While the controversy has apparently been settled, I still found the recent story about the problems of the Chautauqua Lake Pops Concert Series intriguing because it combined many elements of a good story.

As the story goes, four individuals filed a lawsuit against the promoters of the Chautauqua Lake Pops Concert Series saying that the concerts held on the lakeshore in Mayville were a violation of the Local Water Front Revitalization program or LWRP which is a program designed by the towns and villages bordering on the lake to make their communities better places to live for residents and more attractive to tourists.

Looking through the Mayville portion of the LWRP I noted that one of the proposed projects were improvements at the Town Park where the concerts were first held in 2019 and will be again this year now that the state has issued the necessary permit.

The improvements envisioned upgraded parking in the park as well as at offsite locations for events, a year-round bathhouse, I assume with restrooms, likely available for concert goers, and a performance shell, which would be available, I also assume, for concerts. The LWRP makes no mention of any requirement that it be on dry land or on the water.

Regarding the lawsuit, I can understand why some people living nearby might be offended by the volume or the style of the music because not everyone has the same musical taste and sensitivity to sound. However why four people would take an action that eliminates something that brings pleasure to so many and economic benefit to the community is beyond me, particularly in view of the recent COVID-19 lockdown.
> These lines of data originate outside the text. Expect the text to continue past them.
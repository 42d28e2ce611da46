//! CLI error type.

use std::path::PathBuf;

use ktxarray::array::ArrayError;
use ktxarray::capacity::CapacityError;
use ktxarray::config::ConfigError;
use ktxarray::container::Ktx2Error;
use ktxarray::logging::LoggingError;
use thiserror::Error;

/// Errors surfaced to the user by `main`.
#[derive(Debug, Error)]
pub enum CliError {
    #[error("Failed to read {path}: {source}")]
    ReadInput {
        path: PathBuf,
        #[source]
        source: std::io::Error,
    },

    #[error("Failed to write {path}: {source}")]
    WriteOutput {
        path: PathBuf,
        #[source]
        source: std::io::Error,
    },

    #[error("{path}: {source}")]
    Decode {
        path: PathBuf,
        #[source]
        source: Ktx2Error,
    },

    #[error("Assembly failed: {0}")]
    Assembly(#[from] ArrayError),

    #[error("{0}")]
    Capacity(#[from] CapacityError),

    #[error("Configuration error: {0}")]
    Config(String),

    #[error(transparent)]
    ConfigFile(#[from] ConfigError),

    #[error(transparent)]
    Logging(#[from] LoggingError),

    #[error("Failed to serialize output: {0}")]
    Json(#[from] serde_json::Error),
}
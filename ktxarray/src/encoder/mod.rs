//! Encoder seam.
//!
//! The KTX2 encoder itself (Basis Universal compiled to WASM) is external.
//! This module owns everything around it: validating sources, sizing the
//! destination buffer, reconciling the threading request with the
//! [`MemoryProfile`](crate::memory::MemoryProfile), and turning a zero-byte
//! result into a typed error.
//!
//! ```text
//! SourceImage × N ──► EncodeSession ──► KtxEncoder::encode ──► EncodedTexture
//!                       │  ▲
//!     CapacityEstimator ┘  └ MemoryProfile
//! ```
//!
//! Settings are passed per session; nothing is stored globally.

mod error;
mod session;
mod settings;
mod source;

pub use error::EncodeError;
pub use session::{EncodeRequest, EncodeSession, EncodedTexture, KtxEncoder, TextureType};
pub use settings::{EncodeSettings, FormatMode};
pub use source::{SourceImage, SourceKind};
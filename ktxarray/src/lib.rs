//! ktxarray - KTX2 texture arrays from independently encoded slices
//!
//! This library assembles N single-layer, block-compressed textures (one per
//! source image) into one 2D texture array, sizes the destination buffer for
//! the external Basis Universal encoder, and decides how conservatively that
//! encoder must be configured on memory-constrained browsers.
//!
//! # Modules
//!
//! - [`texture`]: compressed slice data model
//! - [`array`]: slice validation and mip-major flattening
//! - [`capacity`]: encoder destination buffer sizing
//! - [`memory`]: memory-constraint policy and allocation diagnostics
//! - [`encoder`]: the seam around the external encoder
//! - [`container`]: KTX2 file reading and array serialization
//! - [`config`]: `config.ini` support
//! - [`logging`]: subscriber setup for binaries
//!
//! # Example
//!
//! ```
//! use ktxarray::array::assemble_array;
//! use ktxarray::texture::{CompressedSlice, MipLevel, TextureFormat};
//!
//! let slices: Vec<_> = (0..4u8)
//!     .map(|i| CompressedSlice::new(TextureFormat::new(171))
//!         .with_level(MipLevel::flat(64, 64, vec![i; 4096])))
//!     .collect();
//!
//! let array = assemble_array(&slices).unwrap();
//! assert_eq!(array.depth(), 4);
//! assert_eq!(array.levels()[0].data().len(), 16384);
//! ```

pub mod array;
pub mod capacity;
pub mod config;
pub mod container;
pub mod encoder;
pub mod logging;
pub mod memory;
pub mod texture;

/// Crate version.
pub const VERSION: &str = env!("CARGO_PKG_VERSION");
//! Common types and utilities shared across CLI commands.

use std::path::Path;

use clap::ValueEnum;
use ktxarray::capacity::SizingModel;
use ktxarray::config::{config_file_path, ConfigFile};
use serde::Serialize;

use crate::error::CliError;

/// Sizing model selection for CLI arguments.
#[derive(Debug, Clone, Copy, ValueEnum, PartialEq)]
pub enum ModelArg {
    /// ~1 byte per pixel with mip and safety multipliers
    Pixel,
    /// Exact 16 bytes per 4×4 block over the mip chain
    Block,
}

impl From<ModelArg> for SizingModel {
    fn from(model: ModelArg) -> Self {
        match model {
            ModelArg::Pixel => SizingModel::PixelApprox,
            ModelArg::Block => SizingModel::BlockAccurate,
        }
    }
}

/// Load config or fall back to defaults, reporting why.
pub fn load_config() -> ConfigFile {
    load_config_at(&config_file_path())
}

/// [`load_config`] for a specific file.
pub fn load_config_at(path: &Path) -> ConfigFile {
    match ConfigFile::load_or_default(path) {
        Ok(config) => config,
        Err(e) => {
            tracing::warn!(error = %e, "Ignoring unreadable config file");
            ConfigFile::default()
        }
    }
}

/// Read a whole input file.
pub fn read_file(path: &Path) -> Result<Vec<u8>, CliError> {
    std::fs::read(path).map_err(|source| CliError::ReadInput {
        path: path.to_path_buf(),
        source,
    })
}

/// Write a whole output file.
pub fn write_file(path: &Path, data: &[u8]) -> Result<(), CliError> {
    std::fs::write(path, data).map_err(|source| CliError::WriteOutput {
        path: path.to_path_buf(),
        source,
    })
}

/// Print a value as pretty JSON on stdout.
pub fn print_json<T: Serialize>(value: &T) -> Result<(), CliError> {
    println!("{}", serde_json::to_string_pretty(value)?);
    Ok(())
}

/// Print a `label: value` line with an aligned label.
pub fn print_field(label: &str, value: impl std::fmt::Display) {
    println!("  {:<22} {}", format!("{}:", label), value);
}
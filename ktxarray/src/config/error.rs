//! Configuration errors.

use std::path::PathBuf;

use thiserror::Error;

use crate::capacity::CapacityError;

/// Errors loading, validating or saving `config.ini`.
#[derive(Debug, Error)]
pub enum ConfigError {
    /// The file could not be read or written.
    #[error("Failed to access config file {path}: {source}")]
    Io {
        path: PathBuf,
        #[source]
        source: std::io::Error,
    },

    /// The file is not valid INI.
    #[error("Failed to parse config file {path}: {reason}")]
    Parse { path: PathBuf, reason: String },

    /// A known key holds a value of the wrong type or range.
    #[error("Invalid value '{value}' for {section}.{key}: {reason}")]
    InvalidValue {
        section: String,
        key: String,
        value: String,
        reason: String,
    },

    /// `section.key` does not name a setting.
    #[error("Unknown configuration key '{0}'")]
    UnknownKey(String),

    /// Values parsed but do not form a usable capacity model.
    #[error("Invalid capacity settings: {0}")]
    Capacity(#[from] CapacityError),
}
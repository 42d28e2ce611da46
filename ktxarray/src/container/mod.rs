//! KTX2 container I/O.
//!
//! The loader side turns one encoded single-layer KTX2 file into a
//! [`CompressedSlice`](crate::texture::CompressedSlice); the writer side
//! serializes an assembled [`ArrayTexture`](crate::array::ArrayTexture) as a
//! KTX2 2D array the renderer can upload directly.
//!
//! ```text
//! encoder output (KTX2, 1 layer) × N
//!         │ read_slice
//!         ▼
//! CompressedSlice × N ──► assemble_array ──► ArrayTexture
//!                                                 │ write_array (+ raw_dfd of slice 0)
//!                                                 ▼
//!                                         KTX2, layerCount = N
//! ```
//!
//! Parsing, validation and the header, index and level-index layouts come
//! from the `ktx2` crate. Only uncompressed level data
//! (`supercompressionScheme = 0`) is produced.

mod error;
mod reader;
mod writer;

pub use error::Ktx2Error;
pub use reader::{read_header, read_slice};
pub use writer::{raw_dfd, write_array};

/// Alignment of each level's data (LCM of the 16-byte block size and 4).
pub(crate) const LEVEL_ALIGNMENT: usize = 16;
Two of the parties involved in the lawsuit are a husband and wife with the husband the president of a company in the sound business. According to his wife he made recommendations and offered free equipment to solve the volume problem back in 2019 but was according to his wife soundly rebuffed by Dan Dalpra, CEO and founder of the concerts.
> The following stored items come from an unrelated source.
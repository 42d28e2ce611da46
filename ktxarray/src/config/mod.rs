//! Configuration file support.
//!
//! Settings live in an INI file (`config.ini`) with one section per
//! component:
//!
//! | Section      | Configures                                        |
//! |--------------|---------------------------------------------------|
//! | `[capacity]` | [`CapacityConfig`](crate::capacity::CapacityConfig) |
//! | `[encoding]` | [`EncodeSettings`](crate::encoder::EncodeSettings)  |
//! | `[memory]`   | [`MemoryPolicyConfig`](crate::memory::MemoryPolicyConfig) |
//!
//! Sizes accept plain byte counts or binary units (`32MB`, `1GiB`).
//! Individual settings are addressed as `section.key` through [`ConfigKey`].

mod error;
mod file;
mod keys;
mod size;

pub use error::ConfigError;
pub use file::{config_file_path, ConfigFile, CONFIG_DIR_NAME, CONFIG_FILE_NAME};
pub use keys::ConfigKey;
pub use size::{format_size, parse_size};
I asked myself if there was an element of miscommunication that developed in that discussion knowing that we humans sometimes talk at cross purposes without even realizing that. Or was the other party, obviously a knowledgeable expert on matters of sound, upset that his expert input was allegedly rebuffed by Mr. Dalpra an issue? We will never know what transpired in that 2019 discussion but it always seems to me that reasonable people should be able to settle things without going to war but maybe I’m naive?
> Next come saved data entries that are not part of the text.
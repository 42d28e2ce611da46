//! Memory-constraint policy engine.
//!
//! Turns [`PlatformSignals`] and a shared-memory probe into a
//! [`MemoryProfile`]: how much memory the encoder can count on, whether to
//! load the threaded build, and how large an initial linear-memory
//! reservation to request.
//!
//! ```text
//! estimated available
//!   private browsing ──────────────► 256 MiB
//!   device memory hint ≤1/≤2/≤4/>4 ─► 256 MiB / 512 MiB / 1 GiB / 2 GiB
//!   heap limit − used ─────────────► capped at 4 GiB
//!   nothing ───────────────────────► 1 GiB desktop, 512 MiB mobile
//!   then capped at the largest block a prior allocation search obtained
//!
//! initial reservation (one band lower on iOS/Android)
//!   ≥2 GiB → 256 MiB, ≥1 GiB → 128 MiB, ≥512 MiB → 64 MiB, else 32 MiB
//! ```

use serde::{Deserialize, Serialize};

use super::probe::SharedMemoryProbe;
use super::signals::PlatformSignals;

const MIB: u64 = 1024 * 1024;
const GIB: u64 = 1024 * MIB;

/// Default available-memory floor for private browsing contexts.
pub const DEFAULT_PRIVATE_FLOOR: u64 = 256 * MIB;

/// Default threshold above which the threaded build is recommended.
pub const DEFAULT_THREADING_THRESHOLD: u64 = 512 * MIB;

/// Upper cap on heap-introspection estimates.
pub const HEAP_ESTIMATE_CAP: u64 = 4 * GIB;

/// Estimate when no signal is available on desktop.
pub const DESKTOP_DEFAULT_AVAILABLE: u64 = GIB;

/// Estimate when no signal is available on mobile.
pub const MOBILE_DEFAULT_AVAILABLE: u64 = 512 * MIB;

/// Maximum encoder worker threads.
pub const MAX_ENCODER_THREADS: usize = 18;

/// Worker threads assumed when the CPU count is unknown.
pub const FALLBACK_THREADS: usize = 4;

/// Device-memory hint bands: (hint upper bound in GiB, estimated bytes).
const DEVICE_MEMORY_BANDS: &[(f64, u64)] = &[(1.0, 256 * MIB), (2.0, 512 * MIB), (4.0, GIB)];

/// Estimate for hints above the last band.
const DEVICE_MEMORY_TOP_BAND: u64 = 2 * GIB;

/// Reservation table: (minimum available bytes, reservation bytes),
/// largest first.
const RESERVATION_TABLE: &[(u64, u64)] = &[
    (2 * GIB, 256 * MIB),
    (GIB, 128 * MIB),
    (512 * MIB, 64 * MIB),
    (0, 32 * MIB),
];

/// Tunable thresholds of the policy.
#[derive(Debug, Clone, Copy, PartialEq, Eq, Serialize, Deserialize)]
pub struct MemoryPolicyConfig {
    /// Available memory must exceed this for threaded execution.
    pub threading_threshold: u64,
    /// Estimate used for private browsing contexts.
    pub private_floor: u64,
}

impl Default for MemoryPolicyConfig {
    fn default() -> Self {
        Self {
            threading_threshold: DEFAULT_THREADING_THRESHOLD,
            private_floor: DEFAULT_PRIVATE_FLOOR,
        }
    }
}

/// Recommendations for one encoding session.
///
/// Computed fresh on demand and never persisted.
#[derive(Debug, Clone, Copy, PartialEq, Eq, Serialize, Deserialize)]
pub struct MemoryProfile {
    /// Heuristic estimate of memory available to the encoder.
    pub estimated_available_bytes: u64,
    /// Whether to run the encoder's threaded build.
    pub recommend_threaded: bool,
    /// Initial linear-memory reservation for the encoder module.
    pub recommended_initial_reservation_bytes: u64,
    /// Worker threads to request when threaded.
    pub recommended_threads: usize,
}

impl MemoryProfile {
    /// The most conservative profile: single-threaded, smallest reservation.
    pub fn conservative() -> Self {
        Self {
            estimated_available_bytes: DEFAULT_PRIVATE_FLOOR,
            recommend_threaded: false,
            recommended_initial_reservation_bytes: RESERVATION_TABLE[RESERVATION_TABLE.len() - 1].1,
            recommended_threads: 1,
        }
    }
}

/// Derives [`MemoryProfile`]s from platform signals.
///
/// # Example
///
/// ```
/// use ktxarray::memory::{MemoryPolicy, PlatformSignals, StaticProbe};
///
/// let policy = MemoryPolicy::default();
/// let signals = PlatformSignals::default().with_device_memory_gib(8.0);
///
/// let profile = policy.evaluate(&signals, &StaticProbe(true));
/// assert!(profile.recommend_threaded);
///
/// let profile = policy.evaluate(&signals, &StaticProbe(false));
/// assert!(!profile.recommend_threaded);
/// ```
#[derive(Debug, Clone, Copy, Default)]
pub struct MemoryPolicy {
    config: MemoryPolicyConfig,
}

impl MemoryPolicy {
    /// Create a policy with custom thresholds.
    pub fn new(config: MemoryPolicyConfig) -> Self {
        Self { config }
    }

    /// The active thresholds.
    pub fn config(&self) -> &MemoryPolicyConfig {
        &self.config
    }

    /// Evaluate the policy.
    ///
    /// The only side effect is running `probe`. A probe error degrades the
    /// recommendation to single-threaded; it is never returned.
    pub fn evaluate(&self, signals: &PlatformSignals, probe: &dyn SharedMemoryProbe) -> MemoryProfile {
        let available = self.estimate_available(signals);

        let shared_memory = match probe.probe() {
            Ok(()) => true,
            Err(e) => {
                tracing::info!(error = %e, "Shared memory unsupported, using single-threaded encoder");
                false
            }
        };

        let recommend_threaded = shared_memory
            && !signals.shared_memory_unreliable()
            && !signals.private_browsing
            && available > self.config.threading_threshold;

        let reservation = reservation_for(available, signals.oom_prone());
        let threads = if recommend_threaded {
            signals
                .hardware_concurrency
                .unwrap_or(FALLBACK_THREADS)
                .clamp(1, MAX_ENCODER_THREADS)
        } else {
            1
        };

        let profile = MemoryProfile {
            estimated_available_bytes: available,
            recommend_threaded,
            recommended_initial_reservation_bytes: reservation,
            recommended_threads: threads,
        };

        tracing::debug!(
            available_mb = available / MIB,
            threaded = recommend_threaded,
            reservation_mb = reservation / MIB,
            threads,
            "Evaluated memory profile"
        );

        profile
    }

    /// Tiered estimate of memory available to the encoder, capped by any
    /// recorded allocation search result.
    pub fn estimate_available(&self, signals: &PlatformSignals) -> u64 {
        let tier = self.tier_estimate(signals);
        match signals.largest_allocation {
            Some(largest) if largest < tier => {
                tracing::debug!(
                    tier_mb = tier / MIB,
                    largest_allocation_mb = largest / MIB,
                    "Allocation search result caps memory estimate"
                );
                largest
            }
            _ => tier,
        }
    }

    fn tier_estimate(&self, signals: &PlatformSignals) -> u64 {
        if signals.private_browsing {
            return self.config.private_floor;
        }

        if let Some(gib) = signals.device_memory_gib.filter(|g| g.is_finite() && *g > 0.0) {
            return DEVICE_MEMORY_BANDS
                .iter()
                .find(|(limit, _)| gib <= *limit)
                .map(|(_, bytes)| *bytes)
                .unwrap_or(DEVICE_MEMORY_TOP_BAND);
        }

        if let Some(heap) = signals.heap.filter(|h| h.limit_bytes > 0) {
            return heap.headroom().min(HEAP_ESTIMATE_CAP);
        }

        if signals.is_mobile || signals.oom_prone() {
            MOBILE_DEFAULT_AVAILABLE
        } else {
            DESKTOP_DEFAULT_AVAILABLE
        }
    }
}

/// Pick an initial reservation from the table, one band lower when the
/// platform is prone to out-of-memory aborts.
fn reservation_for(available: u64, oom_prone: bool) -> u64 {
    let index = RESERVATION_TABLE
        .iter()
        .position(|(min_available, _)| available >= *min_available)
        .unwrap_or(RESERVATION_TABLE.len() - 1);

    let index = if oom_prone {
        (index + 1).min(RESERVATION_TABLE.len() - 1)
    } else {
        index
    };

    RESERVATION_TABLE[index].1
}

#[cfg(test)]
mod tests {
    use super::*;
    use crate::memory::probe::{StaticProbe, ThreadingDiagnostics};
    use crate::memory::signals::HeapStats;

    fn desktop(gib: f64) -> PlatformSignals {
        PlatformSignals::default().with_device_memory_gib(gib)
    }

    #[test]
    fn test_device_memory_bands() {
        let policy = MemoryPolicy::default();
        assert_eq!(policy.estimate_available(&desktop(0.5)), 256 * MIB);
        assert_eq!(policy.estimate_available(&desktop(1.0)), 256 * MIB);
        assert_eq!(policy.estimate_available(&desktop(2.0)), 512 * MIB);
        assert_eq!(policy.estimate_available(&desktop(4.0)), GIB);
        assert_eq!(policy.estimate_available(&desktop(8.0)), 2 * GIB);
    }

    #[test]
    fn test_private_browsing_floor_wins() {
        let signals = PlatformSignals {
            private_browsing: true,
            ..desktop(8.0)
        };
        assert_eq!(MemoryPolicy::default().estimate_available(&signals), 256 * MIB);
    }

    #[test]
    fn test_heap_fallback() {
        let signals = PlatformSignals::default().with_heap(HeapStats {
            used_bytes: 100 * MIB,
            total_bytes: 200 * MIB,
            limit_bytes: 2 * GIB,
        });
        assert_eq!(
            MemoryPolicy::default().estimate_available(&signals),
            2 * GIB - 100 * MIB
        );
    }

    #[test]
    fn test_heap_fallback_capped() {
        let signals = PlatformSignals::default().with_heap(HeapStats {
            used_bytes: 0,
            total_bytes: 0,
            limit_bytes: 16 * GIB,
        });
        assert_eq!(MemoryPolicy::default().estimate_available(&signals), 4 * GIB);
    }

    #[test]
    fn test_no_signals_defaults() {
        let policy = MemoryPolicy::default();
        assert_eq!(policy.estimate_available(&PlatformSignals::default()), GIB);

        let mobile = PlatformSignals {
            is_mobile: true,
            ..Default::default()
        };
        assert_eq!(policy.estimate_available(&mobile), 512 * MIB);
    }

    #[test]
    fn test_invalid_device_memory_ignored() {
        let policy = MemoryPolicy::default();
        assert_eq!(policy.estimate_available(&desktop(f64::NAN)), GIB);
        assert_eq!(policy.estimate_available(&desktop(-1.0)), GIB);
    }

    #[test]
    fn test_allocation_result_caps_estimate() {
        let policy = MemoryPolicy::default();
        let signals = PlatformSignals {
            hardware_concurrency: Some(8),
            ..desktop(8.0)
        };

        let unrestricted = policy.evaluate(&signals, &StaticProbe(true));
        assert!(unrestricted.recommend_threaded);
        assert_eq!(unrestricted.recommended_initial_reservation_bytes, 256 * MIB);

        let constrained = signals.with_largest_allocation(300 * MIB);
        assert_eq!(policy.estimate_available(&constrained), 300 * MIB);

        let profile = policy.evaluate(&constrained, &StaticProbe(true));
        assert!(!profile.recommend_threaded);
        assert_eq!(profile.recommended_threads, 1);
        assert_eq!(profile.recommended_initial_reservation_bytes, 32 * MIB);
    }

    #[test]
    fn test_allocation_result_never_raises_estimate() {
        let signals = desktop(2.0).with_largest_allocation(4 * GIB);
        assert_eq!(MemoryPolicy::default().estimate_available(&signals), 512 * MIB);

        let private = PlatformSignals {
            private_browsing: true,
            ..desktop(8.0)
        }
        .with_largest_allocation(2 * GIB);
        assert_eq!(MemoryPolicy::default().estimate_available(&private), 256 * MIB);
    }

    #[test]
    fn test_threaded_on_capable_desktop() {
        let signals = PlatformSignals {
            hardware_concurrency: Some(32),
            ..desktop(8.0)
        };
        let profile = MemoryPolicy::default().evaluate(&signals, &ThreadingDiagnostics::all_supported());

        assert!(profile.recommend_threaded);
        assert_eq!(profile.recommended_threads, MAX_ENCODER_THREADS);
        assert_eq!(profile.recommended_initial_reservation_bytes, 256 * MIB);
    }

    #[test]
    fn test_probe_failure_forces_single_threaded() {
        let signals = PlatformSignals {
            hardware_concurrency: Some(8),
            ..desktop(8.0)
        };
        let profile = MemoryPolicy::default().evaluate(&signals, &StaticProbe(false));

        assert!(!profile.recommend_threaded);
        assert_eq!(profile.recommended_threads, 1);
    }

    #[test]
    fn test_each_condition_blocks_threading() {
        let policy = MemoryPolicy::default();
        let probe = StaticProbe(true);

        let ios = PlatformSignals {
            is_ios: true,
            ..desktop(8.0)
        };
        assert!(!policy.evaluate(&ios, &probe).recommend_threaded);

        let private = PlatformSignals {
            private_browsing: true,
            ..desktop(8.0)
        };
        assert!(!policy.evaluate(&private, &probe).recommend_threaded);

        // 2 GiB hint maps to exactly 512 MiB, which does not exceed the threshold
        assert!(!policy.evaluate(&desktop(2.0), &probe).recommend_threaded);
        assert!(policy.evaluate(&desktop(4.0), &probe).recommend_threaded);
    }

    #[test]
    fn test_reservation_table() {
        assert_eq!(reservation_for(4 * GIB, false), 256 * MIB);
        assert_eq!(reservation_for(GIB, false), 128 * MIB);
        assert_eq!(reservation_for(600 * MIB, false), 64 * MIB);
        assert_eq!(reservation_for(100 * MIB, false), 32 * MIB);
    }

    #[test]
    fn test_reservation_steps_down_on_oom_prone() {
        assert_eq!(reservation_for(4 * GIB, true), 128 * MIB);
        assert_eq!(reservation_for(GIB, true), 64 * MIB);
        assert_eq!(reservation_for(100 * MIB, true), 32 * MIB);
    }

    #[test]
    fn test_android_profile() {
        let signals = PlatformSignals {
            is_android: true,
            is_mobile: true,
            hardware_concurrency: Some(8),
            ..desktop(4.0)
        };
        let profile = MemoryPolicy::default().evaluate(&signals, &StaticProbe(true));

        assert!(profile.recommend_threaded);
        assert_eq!(profile.recommended_threads, 8);
        assert_eq!(profile.recommended_initial_reservation_bytes, 64 * MIB);
    }

    #[test]
    fn test_custom_threshold() {
        let policy = MemoryPolicy::new(MemoryPolicyConfig {
            threading_threshold: 4 * GIB,
            ..Default::default()
        });
        assert!(!policy.evaluate(&desktop(8.0), &StaticProbe(true)).recommend_threaded);
    }

    #[test]
    fn test_conservative_profile() {
        let profile = MemoryProfile::conservative();
        assert!(!profile.recommend_threaded);
        assert_eq!(profile.recommended_initial_reservation_bytes, 32 * MIB);
    }

    mod property_tests {
        use super::*;
        use proptest::prelude::*;

        proptest! {
            #[test]
            fn test_probe_failure_dominates(
                gib in proptest::option::of(0.25f64..64.0),
                is_mobile in any::<bool>(),
                is_ios in any::<bool>(),
                is_android in any::<bool>(),
                is_safari in any::<bool>(),
                private_browsing in any::<bool>(),
                cores in proptest::option::of(1usize..128)
            ) {
                let signals = PlatformSignals {
                    device_memory_gib: gib,
                    is_mobile,
                    is_ios,
                    is_android,
                    is_safari,
                    private_browsing,
                    heap: None,
                    hardware_concurrency: cores,
                    largest_allocation: None,
                };

                let profile = MemoryPolicy::default().evaluate(&signals, &StaticProbe(false));
                prop_assert!(!profile.recommend_threaded);
            }
        }
    }
}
After 20 years of little or no controversy while the concerts were performed at Bemus Point, a lawsuit was filed against the Chautauqua Lake Pops and the village of Mayville.

The suit contained an October 2020 letter from the State stating that the floating stage and attached dock were not consistent with the LWRP. It went on to say that the area including the floating stage not being a water dependent structure, would lead to the event limiting access to the waterfront because it’s a ticketed event, as well as limiting access to water related activities.

Some of those words contained in the letter confused me, such as what was the definition of a “water dependent structure” employed by the letters author and just how would a floating stage, used one night a week during the summer near the shore and certainly “dependent” on water to float, substantially limit access to the lakefront? All I can say is that it was probably written by a lawyer and lawyers think differently than other people. Now before I’m attacked as a lawyer hater let me say that my father was a lawyer, two of his uncles as well as a cousin were, one of my brothers is one, and my eldest son and his wife are both in the profession. I love lawyers, but they don’t always think like you and I.

When I look at a waterfront, I see a place where many pleasant activities can be undertaken in a pleasant atmosphere while a lawyer looking at the same waterfront wonders about the adversarial relationship between the beach and the water.

Earlier this month, Mayville Mayor Ken Shearer announced that the concerts would remain on hold until the State Office of General Services issued the permit. Sounding a bit frustrated he added that in all the years of performing at Bemus Point a permit was never needed and also pointed out that the floating stages has long been a part of Mayville’s LWRP.

Finally, the state came to its senses and granted a temporary permit allowing the concert series to run through Sept. 4. Now a lot residents who have spent over a year cooped up at home, unable to do much can look forward to Saturday night concerts the rest of this summer.